À quoi ressemblera Namur en 2030 ?
Si la capitale wallonne a longtemps fait figure de belle endormie, la cité mosane veut être le visage d’une Région innovante, durable et fière de son patrimoine. Lifting en profondeur, nouveaux quartiers, révolution smart… Une ville modèle pour le futur de la Wallonie.
Enfin libre, avait-on l’impression de lire sur le visage de Maxime Prévot, l’ancien ministre wallon CDH quand il a annoncé en juin dernier qu’il redevenait bourgmestre de Namur à plein temps. Même s’il n’avait jamais vraiment quitté des yeux le devenir de sa ville, il retrouve les clés d’une capitale wallonne en pleine effervescence. Avec l’objectif de faire de Namur une ville modèle pour le futur de la Wallonie. Mieux qu’un autre, il sait que sa ville est scrutée. » L’image de la capitale wallonne est très loin de la caricature qu’on peut avoir du Sud du pays. C’est un créneau qu’on doit davantage exploiter « , assure-t-il. Avec ses partenaires de coalition, Ecolo et MR, Namur incarne l’autre Wallonie. Comprenez celle sans le PS. » Et le temps n’est pas encore venu d’en finir… »

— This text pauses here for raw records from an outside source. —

use sea_orm_migration::prelude::*;

#[derive(DeriveMigrationName)]
pub struct Migration;

#[async_trait::async_trait]
impl MigrationTrait for Migration {
    async fn up(&self, manager: &SchemaManager) -> Result<(), DbErr> {
        manager
            .create_table(
                Table::create()
                    .table(PortPool::Table)
                    .if_not_exists()
                    .col(
                        ColumnDef::new(PortPool::Id)
                            .integer()
                            .not_null()
                            .auto_increment()
                            .primary_key(),
                    )
                    .col(
                        ColumnDef::new(PortPool::Port)
                            .integer()
                            .not_null()
                            .unique_key(),
                    )
                    .col(ColumnDef::new(PortPool::Class).string().not_null())
                    .col(
                        ColumnDef::new(PortPool::Status)
                            .string()
                            .not_null()
                            .default("free"),
                    )
                    .col(ColumnDef::new(PortPool::OwnerId).integer().null())
                    .col(
                        ColumnDef::new(PortPool::UpdatedAt)
                            .timestamp_with_time_zone()
                            .not_null()
                            .default(Expr::current_timestamp()),
                    )
                    .to_owned(),
            )
            .await?;

        manager
            .create_index(
                Index::create()
                    .name("idx_port_pool_status_class_port")
                    .table(PortPool::Table)
                    .col(PortPool::Status)
                    .col(PortPool::Class)
                    .col(PortPool::Port)
                    .to_owned(),
            )
            .await?;

        manager
            .create_index(
                Index::create()
                    .name("idx_port_pool_owner_id")
                    .table(PortPool::Table)
                    .col(PortPool::OwnerId)
                    .to_owned(),
            )
            .await
    }

    async fn down(&self, manager: &SchemaManager) -> Result<(), DbErr> {
        manager
            .drop_index(
                Index::drop()
                    .name("idx_port_pool_owner_id")
                    .table(PortPool::Table)
                    .to_owned(),
            )
            .await?;

        manager
            .drop_index(
                Index::drop()
                    .name("idx_port_pool_status_class_port")
                    .table(PortPool::Table)
                    .to_owned(),
            )
            .await?;

        manager
            .drop_table(Table::drop().table(PortPool::Table).to_owned())
            .await
    }
}

#[derive(DeriveIden)]
enum PortPool {
    Table,
    Id,
    Port,
    Class,
    Status,
    OwnerId,
    UpdatedAt,
}
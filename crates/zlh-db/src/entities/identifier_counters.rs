use sea_orm::entity::prelude::*;

/// Last-issued identifier per class. Only the identifier allocator reads this.
#[derive(Clone, Debug, PartialEq, DeriveEntityModel)]
#[sea_orm(table_name = "identifier_counters")]
pub struct Model {
    #[sea_orm(primary_key, auto_increment = false)]
    pub class: String,
    pub current: i32,
    pub updated_at: DateTimeWithTimeZone,
}

#[derive(Copy, Clone, Debug, EnumIter, DeriveRelation)]
pub enum Relation {}

impl ActiveModelBehavior for ActiveModel {}
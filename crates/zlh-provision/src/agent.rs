//! Guest agent control protocol: `POST /config` once, then poll `GET /status`
//! until the guest reports `running` or a failure state.

use std::{sync::Arc, time::Duration};

use serde_json::Value;
use tokio::time::Instant;
use zlh_model::AgentState;

use crate::config::AgentSettings;
use crate::error::{ProvisionError, Result};

#[derive(Debug, thiserror::Error)]
pub enum AgentCallError {
    #[error("{op}: {source}")]
    Transport {
        op: &'static str,
        #[source]
        source: reqwest::Error,
    },

    #[error("{op}: HTTP {status}: {body}")]
    Http {
        op: &'static str,
        status: u16,
        body: String,
    },
}

impl AgentCallError {
    /// Expected while the guest is still booting.
    pub fn is_connection_refused(&self) -> bool {
        match self {
            AgentCallError::Transport { source, .. } => source.is_connect(),
            AgentCallError::Http { .. } => false,
        }
    }
}

#[derive(Debug, Clone, PartialEq, Eq)]
pub struct AgentStatus {
    pub state: AgentState,
    pub error: Option<String>,
}

impl AgentStatus {
    /// `{state}` or legacy `{status}`, plus optional `error`.
    pub fn from_json(v: &Value) -> Self {
        let state = v
            .get("state")
            .or_else(|| v.get("status"))
            .and_then(Value::as_str)
            .unwrap_or("unknown");
        AgentStatus {
            state: AgentState::parse(state),
            error: v
                .get("error")
                .and_then(Value::as_str)
                .filter(|s| !s.is_empty())
                .map(str::to_string),
        }
    }
}

#[async_trait::async_trait]
pub trait GuestAgent: Send + Sync {
    async fn push_config(&self, address: &str, payload: &Value) -> std::result::Result<(), AgentCallError>;
    async fn status(&self, address: &str) -> std::result::Result<AgentStatus, AgentCallError>;
}

pub struct HttpGuestAgent {
    http: reqwest::Client,
    port: u16,
    token: Option<String>,
}

impl HttpGuestAgent {
    pub fn new(settings: &AgentSettings) -> std::result::Result<Self, AgentCallError> {
        let http = reqwest::Client::builder()
            .user_agent("zlh-control")
            .timeout(settings.request_timeout)
            .connect_timeout(Duration::from_secs(5))
            .build()
            .map_err(|source| AgentCallError::Transport {
                op: "client",
                source,
            })?;
        Ok(Self {
            http,
            port: settings.port,
            token: settings.token.clone(),
        })
    }

    fn url(&self, address: &str, path: &str) -> String {
        format!("http://{address}:{}{path}", self.port)
    }

    fn auth(&self, req: reqwest::RequestBuilder) -> reqwest::RequestBuilder {
        match &self.token {
            Some(t) => req.bearer_auth(t),
            None => req,
        }
    }
}

#[async_trait::async_trait]
impl GuestAgent for HttpGuestAgent {
    async fn push_config(&self, address: &str, payload: &Value) -> std::result::Result<(), AgentCallError> {
        let op = "agent /config";
        let resp = self
            .auth(self.http.post(self.url(address, "/config")).json(payload))
            .send()
            .await
            .map_err(|source| AgentCallError::Transport { op, source })?;
        let status = resp.status();
        if !status.is_success() {
            let body = resp.text().await.unwrap_or_default();
            return Err(AgentCallError::Http {
                op,
                status: status.as_u16(),
                body,
            });
        }
        Ok(())
    }

    async fn status(&self, address: &str) -> std::result::Result<AgentStatus, AgentCallError> {
        let op = "agent /status";
        let resp = self
            .auth(self.http.get(self.url(address, "/status")))
            .send()
            .await
            .map_err(|source| AgentCallError::Transport { op, source })?;
        let status = resp.status();
        if !status.is_success() {
            let body = resp.text().await.unwrap_or_default();
            return Err(AgentCallError::Http {
                op,
                status: status.as_u16(),
                body,
            });
        }
        let body: Value = resp.json().await.unwrap_or(Value::Null);
        Ok(AgentStatus::from_json(&body))
    }
}

/// Protocol semantics on top of a [`GuestAgent`] transport.
#[derive(Clone)]
pub struct AgentClient {
    agent: Arc<dyn GuestAgent>,
    status_interval: Duration,
    ready_timeout: Duration,
}

impl AgentClient {
    pub fn new(agent: Arc<dyn GuestAgent>, settings: &AgentSettings) -> Self {
        Self {
            agent,
            status_interval: settings.status_interval,
            ready_timeout: settings.ready_timeout,
        }
    }

    pub fn transport(&self) -> &Arc<dyn GuestAgent> {
        &self.agent
    }

    pub fn ready_timeout(&self) -> Duration {
        self.ready_timeout
    }

    /// Exactly one attempt. A guest mid-install must not see a second config.
    pub async fn push_config(&self, address: &str, payload: &Value) -> Result<()> {
        match self.agent.push_config(address, payload).await {
            Ok(()) => Ok(()),
            Err(AgentCallError::Http { status, body, .. }) => {
                Err(ProvisionError::AgentConfigRejected { status, body })
            }
            Err(e) => Err(e.into()),
        }
    }

    pub async fn await_running(&self, address: &str, timeout: Duration) -> Result<AgentStatus> {
        let deadline = Instant::now() + timeout;
        let mut last = String::from("no status received");
        loop {
            match self.agent.status(address).await {
                Ok(st) if st.state == AgentState::Running => return Ok(st),
                Ok(st) if st.state.is_failure() => {
                    return Err(ProvisionError::AgentError {
                        state: st.state.as_str().to_string(),
                        message: st.error,
                    });
                }
                Ok(st) => {
                    tracing::debug!(address, state = st.state.as_str(), "agent not ready");
                    last = format!("agent state={}", st.state.as_str());
                }
                Err(e) if e.is_connection_refused() => {
                    tracing::debug!(address, "agent not listening yet");
                    last = e.to_string();
                }
                Err(e) => {
                    tracing::info!(address, error = %e, "agent status poll failed; retrying");
                    last = e.to_string();
                }
            }

            let now = Instant::now();
            if now >= deadline {
                return Err(ProvisionError::AgentTimeout { last });
            }
            tokio::time::sleep(self.status_interval.min(deadline - now)).await;
        }
    }
}
use sea_orm::entity::prelude::*;

/// Read-only provisioning blueprint, owned by configuration management.
#[derive(Clone, Debug, PartialEq, DeriveEntityModel)]
#[sea_orm(table_name = "templates")]
pub struct Model {
    #[sea_orm(primary_key, auto_increment = false)]
    pub slug: String,
    pub class: String,
    pub workload: String,
    pub variant: Option<String>,
    pub base_image_id: i32,
    pub default_cpu: Option<i32>,
    pub default_memory_mib: Option<i32>,
    pub default_disk_gib: Option<i32>,
    pub bridge: Option<String>,
    pub storage: Option<String>,
}

#[derive(Copy, Clone, Debug, EnumIter, DeriveRelation)]
pub enum Relation {}

impl ActiveModelBehavior for ActiveModel {}
use std::net::SocketAddr;
use std::sync::Arc;

use anyhow::Context;
use sea_orm::DatabaseConnection;
use sea_orm_migration::MigratorTrait;
use zlh_provision::agent::{GuestAgent, HttpGuestAgent};
use zlh_provision::agent_status::AgentStatusRefresher;
use zlh_provision::edge::EdgePublisher;
use zlh_provision::edge::cloudflare::{CloudflareConfig, CloudflareDns};
use zlh_provision::edge::technitium::{TechnitiumConfig, TechnitiumDns};
use zlh_provision::edge::traefik::TraefikRoutes;
use zlh_provision::edge::velocity::{VelocityConfig, VelocityProxy};
use zlh_provision::hypervisor::Hypervisor;
use zlh_provision::hypervisor::proxmox::{ProxmoxClient, ProxmoxConfig};
use zlh_provision::workloads::WorkloadCatalog;
use zlh_provision::{Decommissioner, Orchestrator, PublishMode, Settings};

mod routes;
mod state;

use state::AppState;

async fn init_db_and_migrate() -> anyhow::Result<DatabaseConnection> {
    let database_url = std::env::var("DATABASE_URL").context("DATABASE_URL is required")?;
    let db = zlh_db::connect(&database_url)
        .await
        .context("connect to database")?;

    // Apply migrations on boot (idempotent).
    zlh_migration::Migrator::up(&db, None)
        .await
        .context("apply migrations")?;
    Ok(db)
}

fn edge_publisher(settings: &Settings) -> anyhow::Result<EdgePublisher> {
    let zone = settings.edge.zone.as_str();
    let internal = TechnitiumDns::new(TechnitiumConfig::from_env(zone).context("technitium config")?)
        .context("technitium client")?;
    let public = CloudflareDns::new(CloudflareConfig::from_env(zone).context("cloudflare config")?)
        .context("cloudflare client")?;
    let proxy = VelocityProxy::new(VelocityConfig::from_env().context("velocity config")?)
        .context("velocity client")?;

    Ok(EdgePublisher::new(
        Arc::new(WorkloadCatalog::from_env()),
        Arc::new(internal),
        Arc::new(public),
        Arc::new(proxy),
        Arc::new(TraefikRoutes::from_env()),
        settings.edge.clone(),
    ))
}

fn listen_addr() -> anyhow::Result<SocketAddr> {
    match std::env::var("ZLH_LISTEN_ADDR") {
        Ok(raw) if !raw.trim().is_empty() => raw
            .trim()
            .parse()
            .with_context(|| format!("invalid ZLH_LISTEN_ADDR {raw:?}")),
        _ => Ok(([0, 0, 0, 0], 8080).into()),
    }
}

async fn shutdown_signal() {
    if let Err(err) = tokio::signal::ctrl_c().await {
        tracing::warn!(error = %err, "failed to listen for shutdown signal");
        std::future::pending::<()>().await;
    }
    tracing::info!("shutdown requested");
}

#[tokio::main]
async fn main() -> anyhow::Result<()> {
    tracing_subscriber::fmt()
        .with_env_filter(tracing_subscriber::EnvFilter::from_default_env())
        .init();

    let settings = Settings::from_env();
    let db = init_db_and_migrate().await?;

    let hypervisor: Arc<dyn Hypervisor> = Arc::new(
        ProxmoxClient::new(ProxmoxConfig::from_env().context("proxmox config")?)
            .context("proxmox client")?,
    );
    let agent: Arc<dyn GuestAgent> =
        Arc::new(HttpGuestAgent::new(&settings.agent).context("guest agent client")?);
    let publisher = edge_publisher(&settings)?;

    let orchestrator = Orchestrator::new(
        db.clone(),
        settings.clone(),
        hypervisor,
        agent.clone(),
        publisher.clone(),
    );

    let seeded = orchestrator
        .ports()
        .seed(&settings.ports.class, settings.ports.range.clone())
        .await
        .context("seed port pool")?;
    tracing::info!(
        class = %settings.ports.class,
        start = *settings.ports.range.start(),
        end = *settings.ports.range.end(),
        seeded,
        "port pool ready"
    );

    if settings.publish.mode == PublishMode::Queued {
        orchestrator.publish_queue().clone().spawn();
    }
    AgentStatusRefresher::new(db.clone(), agent, settings.agent_refresh_interval).spawn();

    let decommissioner = Decommissioner::new(
        db,
        orchestrator.ports().clone(),
        orchestrator.driver().clone(),
        publisher,
    );

    let app = routes::router(AppState {
        orchestrator: Arc::new(orchestrator),
        decommissioner: Arc::new(decommissioner),
    });

    let addr = listen_addr()?;
    tracing::info!(%addr, "zlh-control HTTP listening");
    let listener = tokio::net::TcpListener::bind(addr)
        .await
        .with_context(|| format!("bind {addr}"))?;
    axum::serve(listener, app)
        .with_graceful_shutdown(shutdown_signal())
        .await?;

    Ok(())
}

Mais surtout, quitte à paraître parfois impétueux, l’homme veut démontrer que sa ville n’a plus rien d’une capitale pantouflarde, ayant peur de son ombre, par crainte de gêner Liège et Charleroi. Désormais, Namur a les moyens de son ambition. » Et il était temps ! Namur s’est suffisamment plainte d’être oubliée pour qu’elle soit fière maintenant d’avoir son juste dû. » C’est sous son mandat, fort de sa double casquette de ministre-bourgmestre, ce boulet si souvent reproché, que la ville obtint le premier financement européen de son histoire et que de nombreux projets purent se concrétiser à grands renforts de subsides régionaux. » Je suis fier d’être un moteur du redéploiement de la ville, malgré les critiques entendues quand j’étais ministre. Mais ne nous mettons pas la tête dans le sable : j’ai pu rêver le développement de ma ville comme bourgmestre, mais j’ai pu en obtenir les moyens comme ministre. »
La confluence, l’ambassade « smart » de la ville
Si cette renaissance namuroise s’affiche partout à travers les grues qui poussent dans le paysage, l’emblème de cette reconquête se trouve au Grognon, là où la ville puise ses origines, au confluent de la Sambre et de la Meuse. C’est sur ce site exceptionnel, et pourtant sans projet depuis cinquante ans, que l’avenir de la capitale wallonne se dessine. Avec l’espace Confluence, outre l’aménagement de l’esplanade du Grognon pour en faire un espace public piétonnier, ouvert vers les berges du fleuve et destiné à accueillir de grands événements publics, l’objectif principal est de le positionner comme vitrine de la ville intelligente avec la construction d’un port numérique.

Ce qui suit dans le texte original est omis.